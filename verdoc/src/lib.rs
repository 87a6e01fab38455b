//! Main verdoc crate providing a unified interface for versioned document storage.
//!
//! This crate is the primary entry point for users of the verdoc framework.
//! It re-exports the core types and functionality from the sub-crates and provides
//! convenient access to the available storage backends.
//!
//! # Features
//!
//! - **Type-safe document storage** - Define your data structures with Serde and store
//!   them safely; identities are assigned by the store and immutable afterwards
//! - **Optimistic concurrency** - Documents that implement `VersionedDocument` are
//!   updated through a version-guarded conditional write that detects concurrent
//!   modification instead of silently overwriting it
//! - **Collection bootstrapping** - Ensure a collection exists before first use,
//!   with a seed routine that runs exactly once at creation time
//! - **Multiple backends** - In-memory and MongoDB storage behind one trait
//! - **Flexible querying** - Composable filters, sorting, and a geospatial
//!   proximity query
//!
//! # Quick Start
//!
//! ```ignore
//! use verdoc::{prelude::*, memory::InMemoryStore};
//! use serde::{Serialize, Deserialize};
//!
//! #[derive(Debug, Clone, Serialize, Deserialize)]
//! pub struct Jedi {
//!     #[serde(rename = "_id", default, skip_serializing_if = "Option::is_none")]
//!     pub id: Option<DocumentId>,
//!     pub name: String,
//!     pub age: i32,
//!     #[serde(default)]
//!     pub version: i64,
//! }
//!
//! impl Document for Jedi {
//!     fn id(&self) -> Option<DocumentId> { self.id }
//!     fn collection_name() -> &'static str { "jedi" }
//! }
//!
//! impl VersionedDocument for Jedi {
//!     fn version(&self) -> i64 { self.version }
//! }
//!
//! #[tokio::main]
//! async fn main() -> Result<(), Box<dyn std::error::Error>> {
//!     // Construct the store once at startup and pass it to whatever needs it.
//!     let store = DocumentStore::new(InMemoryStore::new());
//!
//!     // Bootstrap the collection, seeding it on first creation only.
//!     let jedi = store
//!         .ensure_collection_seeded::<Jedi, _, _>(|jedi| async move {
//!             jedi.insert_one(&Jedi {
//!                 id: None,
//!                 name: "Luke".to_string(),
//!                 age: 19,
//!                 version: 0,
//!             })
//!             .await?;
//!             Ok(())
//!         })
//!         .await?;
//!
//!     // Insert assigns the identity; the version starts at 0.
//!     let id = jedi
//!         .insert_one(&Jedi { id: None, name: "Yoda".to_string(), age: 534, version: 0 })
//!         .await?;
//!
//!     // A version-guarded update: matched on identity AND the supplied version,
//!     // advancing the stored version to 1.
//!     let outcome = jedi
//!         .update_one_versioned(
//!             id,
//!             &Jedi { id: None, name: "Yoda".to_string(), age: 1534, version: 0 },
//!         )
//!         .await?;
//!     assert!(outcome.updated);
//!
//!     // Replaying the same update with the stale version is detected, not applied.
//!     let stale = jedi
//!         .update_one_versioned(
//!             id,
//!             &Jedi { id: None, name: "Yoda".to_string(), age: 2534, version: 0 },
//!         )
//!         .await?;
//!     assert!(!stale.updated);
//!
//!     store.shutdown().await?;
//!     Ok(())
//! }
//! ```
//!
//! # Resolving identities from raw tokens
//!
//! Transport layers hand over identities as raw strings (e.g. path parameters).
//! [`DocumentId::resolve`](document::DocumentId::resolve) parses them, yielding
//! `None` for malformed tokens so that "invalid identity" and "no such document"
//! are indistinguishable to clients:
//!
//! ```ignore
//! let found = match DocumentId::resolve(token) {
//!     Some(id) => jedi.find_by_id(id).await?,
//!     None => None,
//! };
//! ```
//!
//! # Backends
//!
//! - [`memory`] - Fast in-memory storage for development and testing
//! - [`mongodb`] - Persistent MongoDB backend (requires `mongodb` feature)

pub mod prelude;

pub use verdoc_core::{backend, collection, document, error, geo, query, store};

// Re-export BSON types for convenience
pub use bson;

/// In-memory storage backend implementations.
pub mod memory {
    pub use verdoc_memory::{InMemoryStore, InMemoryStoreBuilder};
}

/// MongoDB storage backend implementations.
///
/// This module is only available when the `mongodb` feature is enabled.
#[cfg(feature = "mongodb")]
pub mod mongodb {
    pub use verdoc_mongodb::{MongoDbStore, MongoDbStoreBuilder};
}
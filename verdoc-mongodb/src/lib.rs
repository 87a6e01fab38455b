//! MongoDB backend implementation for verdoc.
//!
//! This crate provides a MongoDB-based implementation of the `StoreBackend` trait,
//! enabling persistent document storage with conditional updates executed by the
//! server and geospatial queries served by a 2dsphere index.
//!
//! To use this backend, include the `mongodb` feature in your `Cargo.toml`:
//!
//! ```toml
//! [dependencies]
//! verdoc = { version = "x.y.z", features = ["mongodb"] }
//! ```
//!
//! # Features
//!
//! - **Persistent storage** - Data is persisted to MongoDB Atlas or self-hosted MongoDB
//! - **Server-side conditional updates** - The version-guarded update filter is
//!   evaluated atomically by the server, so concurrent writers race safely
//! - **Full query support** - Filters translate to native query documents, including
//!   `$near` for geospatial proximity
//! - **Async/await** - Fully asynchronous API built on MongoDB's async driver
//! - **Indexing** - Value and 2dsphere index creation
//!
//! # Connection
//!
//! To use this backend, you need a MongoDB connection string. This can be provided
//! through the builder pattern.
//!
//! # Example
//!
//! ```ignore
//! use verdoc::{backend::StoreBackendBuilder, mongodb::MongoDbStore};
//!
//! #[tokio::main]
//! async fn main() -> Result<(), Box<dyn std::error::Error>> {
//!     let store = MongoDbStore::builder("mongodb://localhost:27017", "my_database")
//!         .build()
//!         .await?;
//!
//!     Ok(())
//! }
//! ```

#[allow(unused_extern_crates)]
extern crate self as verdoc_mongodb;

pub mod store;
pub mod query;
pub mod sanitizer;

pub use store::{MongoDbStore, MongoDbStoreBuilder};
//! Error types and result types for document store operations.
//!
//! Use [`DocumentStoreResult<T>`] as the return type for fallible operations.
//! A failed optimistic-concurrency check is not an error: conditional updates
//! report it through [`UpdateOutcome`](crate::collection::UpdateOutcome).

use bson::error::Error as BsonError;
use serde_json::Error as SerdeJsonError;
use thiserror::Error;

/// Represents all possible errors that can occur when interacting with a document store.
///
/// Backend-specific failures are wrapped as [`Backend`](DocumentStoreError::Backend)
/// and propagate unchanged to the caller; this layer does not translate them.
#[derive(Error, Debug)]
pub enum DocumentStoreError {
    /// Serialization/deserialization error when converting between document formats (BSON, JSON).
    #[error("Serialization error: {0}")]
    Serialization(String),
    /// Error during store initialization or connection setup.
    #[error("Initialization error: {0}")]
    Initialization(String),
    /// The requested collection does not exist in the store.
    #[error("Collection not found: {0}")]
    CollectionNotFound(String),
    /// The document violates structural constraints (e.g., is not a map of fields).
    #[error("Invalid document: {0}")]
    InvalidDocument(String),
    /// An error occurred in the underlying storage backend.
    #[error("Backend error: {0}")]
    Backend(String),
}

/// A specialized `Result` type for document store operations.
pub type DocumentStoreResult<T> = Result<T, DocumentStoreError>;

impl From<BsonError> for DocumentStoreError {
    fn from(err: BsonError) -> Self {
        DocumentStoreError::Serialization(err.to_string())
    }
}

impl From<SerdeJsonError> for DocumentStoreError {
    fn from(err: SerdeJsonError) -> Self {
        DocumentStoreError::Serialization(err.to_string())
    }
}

--------------------

Look through the data above and report every line in which "derive" appears.

//! #[derive(Debug, Clone, Serialize, Deserialize)]
#[derive(Error, Debug)]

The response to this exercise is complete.